CUDA Intro

Before we proceed to our first example, please follow the following instructions to set up your working environment. The directory/folder structure needed for these examples is a folder called GPUProgramming with two folders inside of it, one called common (from a tarball) and one called examples (you should make). Here’s how to make them:

  1. Create a top-level working folder for the code you will examine and run, called GPUProgramming.
  2. Download the following file: download common.tar.gz
  3. Extract all the files in GPUProgramming, which should create a folder common.
  4. Create another folder called examples inside GPUProgramming. The examples folder will contain the CUDA code examples below.
  5. Be sure to keep the common folder outside of your examples source code folder (this is because the example code includes code from ../common).


Inside the common folder is the source code that contains helper functions. These include some error handling functions and APIs required for the later graphic programs, such as ray-tracing.


The examples used in this chapter are based on examples in CUDA BY EXAMPLE: An Introduction to General-Purpose GPU Programming, written by Jason Sanders and Edward Kandrot, and published by Addison Wesley.

Copyright 1993-2010 NVIDIA Corporation. All rights reserved.

This copy of code is a derivative based on the original code and designed for educational purposes only. It contains source code provided by NVIDIA Corporation.

An Example of Vector Addition

We will start our CUDA journey by learning a very simple example, the vector addition example. It basically takes two vectors that have the same dimensions, adds them together and then returns the new vector back.

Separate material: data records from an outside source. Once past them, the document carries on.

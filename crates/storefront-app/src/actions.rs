//! Action handlers: UpdateAction dispatch and background fetch spawning

use std::sync::Arc;

use storefront_catalog::{Catalog, CatalogSource};
use storefront_core::prelude::*;
use storefront_core::Moment;
use tokio::sync::mpsc;
use tokio::task::JoinHandle;

use crate::handler::UpdateAction;
use crate::message::Message;
use crate::section::{Section, SectionItems};

/// Execute an action by spawning background tasks
///
/// Returns the handles of the spawned tasks.
pub fn handle_action(
    action: UpdateAction,
    msg_tx: mpsc::Sender<Message>,
    catalog: Arc<Catalog>,
) -> Vec<JoinHandle<()>> {
    match action {
        UpdateAction::FetchCatalog { generation } => {
            let mut tasks: Vec<JoinHandle<()>> = Section::ALL
                .into_iter()
                .map(|section| {
                    spawn_section_fetch(section, generation, catalog.clone(), msg_tx.clone())
                })
                .collect();
            tasks.push(spawn_logo_fetch(generation, catalog, msg_tx));
            tasks
        }
    }
}

/// Fetch one section's list and report it back to the event loop
fn spawn_section_fetch(
    section: Section,
    generation: u64,
    catalog: Arc<Catalog>,
    msg_tx: mpsc::Sender<Message>,
) -> JoinHandle<()> {
    tokio::spawn(async move {
        let result = fetch_section(&catalog, section)
            .await
            .map_err(|e| e.to_string());
        let message = Message::SectionLoaded {
            generation,
            section,
            result,
            at: Moment::now(),
        };
        if msg_tx.send(message).await.is_err() {
            debug!("Event loop gone; dropping {} result", section);
        }
    })
}

fn spawn_logo_fetch(
    generation: u64,
    catalog: Arc<Catalog>,
    msg_tx: mpsc::Sender<Message>,
) -> JoinHandle<()> {
    tokio::spawn(async move {
        let result = CatalogSource::logos(catalog.as_ref())
            .await
            .map_err(|e| e.to_string());
        let message = Message::LogosLoaded {
            generation,
            result,
            at: Moment::now(),
        };
        if msg_tx.send(message).await.is_err() {
            debug!("Event loop gone; dropping logo result");
        }
    })
}

async fn fetch_section(catalog: &Catalog, section: Section) -> Result<SectionItems> {
    let items = match section {
        Section::Banners => SectionItems::Banners(CatalogSource::banners(catalog).await?),
        Section::Offers => SectionItems::Offers(CatalogSource::offers(catalog).await?),
        Section::Reviews => SectionItems::Reviews(CatalogSource::reviews(catalog).await?),
    };
    Ok(items)
}
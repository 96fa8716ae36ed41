//! Settings parser for .storefront/config.toml

use std::path::{Path, PathBuf};

use storefront_catalog::{Catalog, FixtureCatalog, HttpCatalog};
use storefront_core::prelude::*;

use super::types::{CatalogSettings, Settings};

const CONFIG_FILENAME: &str = "config.toml";
const STOREFRONT_DIR: &str = ".storefront";

// ─────────────────────────────────────────────────────────────────────────────
// Config Directory
// ─────────────────────────────────────────────────────────────────────────────

/// Directory holding `.storefront/`
///
/// An explicit directory wins, then the working directory, then the home
/// directory.
pub fn resolve_config_dir(explicit: Option<PathBuf>) -> PathBuf {
    explicit
        .or_else(|| std::env::current_dir().ok())
        .or_else(dirs::home_dir)
        .unwrap_or_else(|| PathBuf::from("."))
}

/// Path of the settings file under `project_path`
pub fn config_path(project_path: &Path) -> PathBuf {
    project_path.join(STOREFRONT_DIR).join(CONFIG_FILENAME)
}

// ─────────────────────────────────────────────────────────────────────────────
// Settings Loading
// ─────────────────────────────────────────────────────────────────────────────

/// Load settings from .storefront/config.toml
///
/// Returns default settings if the file doesn't exist or can't be parsed.
pub fn load_settings(project_path: &Path) -> Settings {
    let config_path = config_path(project_path);

    if !config_path.exists() {
        debug!("No config file at {:?}, using defaults", config_path);
        return Settings::default();
    }

    match std::fs::read_to_string(&config_path) {
        Ok(content) => match toml::from_str(&content) {
            Ok(settings) => {
                debug!("Loaded settings from {:?}", config_path);
                settings
            }
            Err(e) => {
                warn!("Failed to parse {:?}: {}", config_path, e);
                Settings::default()
            }
        },
        Err(e) => {
            warn!("Failed to read {:?}: {}", config_path, e);
            Settings::default()
        }
    }
}

/// Create a commented default config in .storefront/ if none exists
pub fn init_config_dir(project_path: &Path) -> Result<()> {
    let storefront_dir = project_path.join(STOREFRONT_DIR);

    if !storefront_dir.exists() {
        std::fs::create_dir_all(&storefront_dir)
            .map_err(|e| Error::config(format!("Failed to create .storefront dir: {}", e)))?;
        info!("Created .storefront directory");
    }

    let config_path = storefront_dir.join(CONFIG_FILENAME);
    if !config_path.exists() {
        std::fs::write(&config_path, generate_default_config())
            .map_err(|e| Error::config(format!("Failed to write config.toml: {}", e)))?;
        info!("Created default config.toml");
    }

    Ok(())
}

/// Save settings to .storefront/config.toml
///
/// Uses atomic write (temp file + rename).
pub fn save_settings(project_path: &Path, settings: &Settings) -> Result<()> {
    let storefront_dir = project_path.join(STOREFRONT_DIR);

    if !storefront_dir.exists() {
        std::fs::create_dir_all(&storefront_dir)
            .map_err(|e| Error::config(format!("Failed to create .storefront dir: {}", e)))?;
    }

    let config_path = storefront_dir.join(CONFIG_FILENAME);
    let temp_path = storefront_dir.join(".config.toml.tmp");

    let content = toml::to_string_pretty(settings)
        .map_err(|e| Error::config(format!("Failed to serialize settings: {}", e)))?;
    let full_content = format!("{}{}", generate_config_header(), content);

    std::fs::write(&temp_path, &full_content)
        .map_err(|e| Error::config(format!("Failed to write temp file: {}", e)))?;

    std::fs::rename(&temp_path, &config_path)
        .map_err(|e| Error::config(format!("Failed to rename temp file: {}", e)))?;

    info!("Saved settings to {:?}", config_path);
    Ok(())
}

fn generate_config_header() -> String {
    "# Storefront Configuration\n# Generated by storefront\n\n".to_string()
}

fn generate_default_config() -> String {
    r#"# Storefront Configuration

[carousel]
auto_advance_ms = 5000      # Time between automatic slides
grace_ms = 5000             # Pause after manual navigation (0 = none)
drag_threshold = 6          # Columns of pointer travel that count as a swipe
reviews_per_page_wide = 3   # Reviews side by side on wide terminals
wide_breakpoint = 100       # Terminal width for the wide layout

[catalog]
# REST API base URL (GET {base_url}/banners, /discounts, /reviews, /logos)
# base_url = "https://shop.example.com/api/"
timeout_ms = 10000
# Offline JSON document, relative to this directory's parent
# fixture = "demos/catalog.json"

[ui]
tick_ms = 50
toast_ms = 4000
show_countdown = true

[store]
name = "Storefront"
# tagline = "Fresh from the farm"
"#
    .to_string()
}

// ─────────────────────────────────────────────────────────────────────────────
// Catalog Selection
// ─────────────────────────────────────────────────────────────────────────────

/// Build the catalog backend described by `settings`
///
/// A fixture takes precedence over a base URL. Relative fixture paths are
/// resolved against `project_path`.
pub fn open_catalog(project_path: &Path, settings: &CatalogSettings) -> Result<Catalog> {
    if let Some(fixture) = &settings.fixture {
        let path = if fixture.is_absolute() {
            fixture.clone()
        } else {
            project_path.join(fixture)
        };
        return Ok(Catalog::Fixture(FixtureCatalog::open(path)?));
    }

    if let Some(base_url) = &settings.base_url {
        return Ok(Catalog::Http(HttpCatalog::new(
            base_url,
            settings.timeout(),
        )?));
    }

    Err(Error::config_invalid(
        "no catalog configured: set catalog.base_url or catalog.fixture (or pass --api-url / --fixture)",
    ))
}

Vector Addition source file:

Get this source file and open it in an editor or terminal window so that you can follow along as sections of the code are explained here.

The Device Code

As you may have noticed in your background reading about CUDA programming, CUDA programs execute in two separate places. One is called the host (your CPU), another is called device (your GPU). In our example, the add() function executes on the device (our GPU) and the rest of the C program executes on our CPU.

__global__ void add( int *a, int *b, int *c ) {    
    int tid = 0;
    // loop over all the element in the vector
    while (tid < N){
        c[tid] = a[tid] + b[tid];
        tid += 1; // we are using one thread in one block

As shown in the code block above, we need to add a __global__ qualifier to the function name of the original C code in order to let function add() execute on a device.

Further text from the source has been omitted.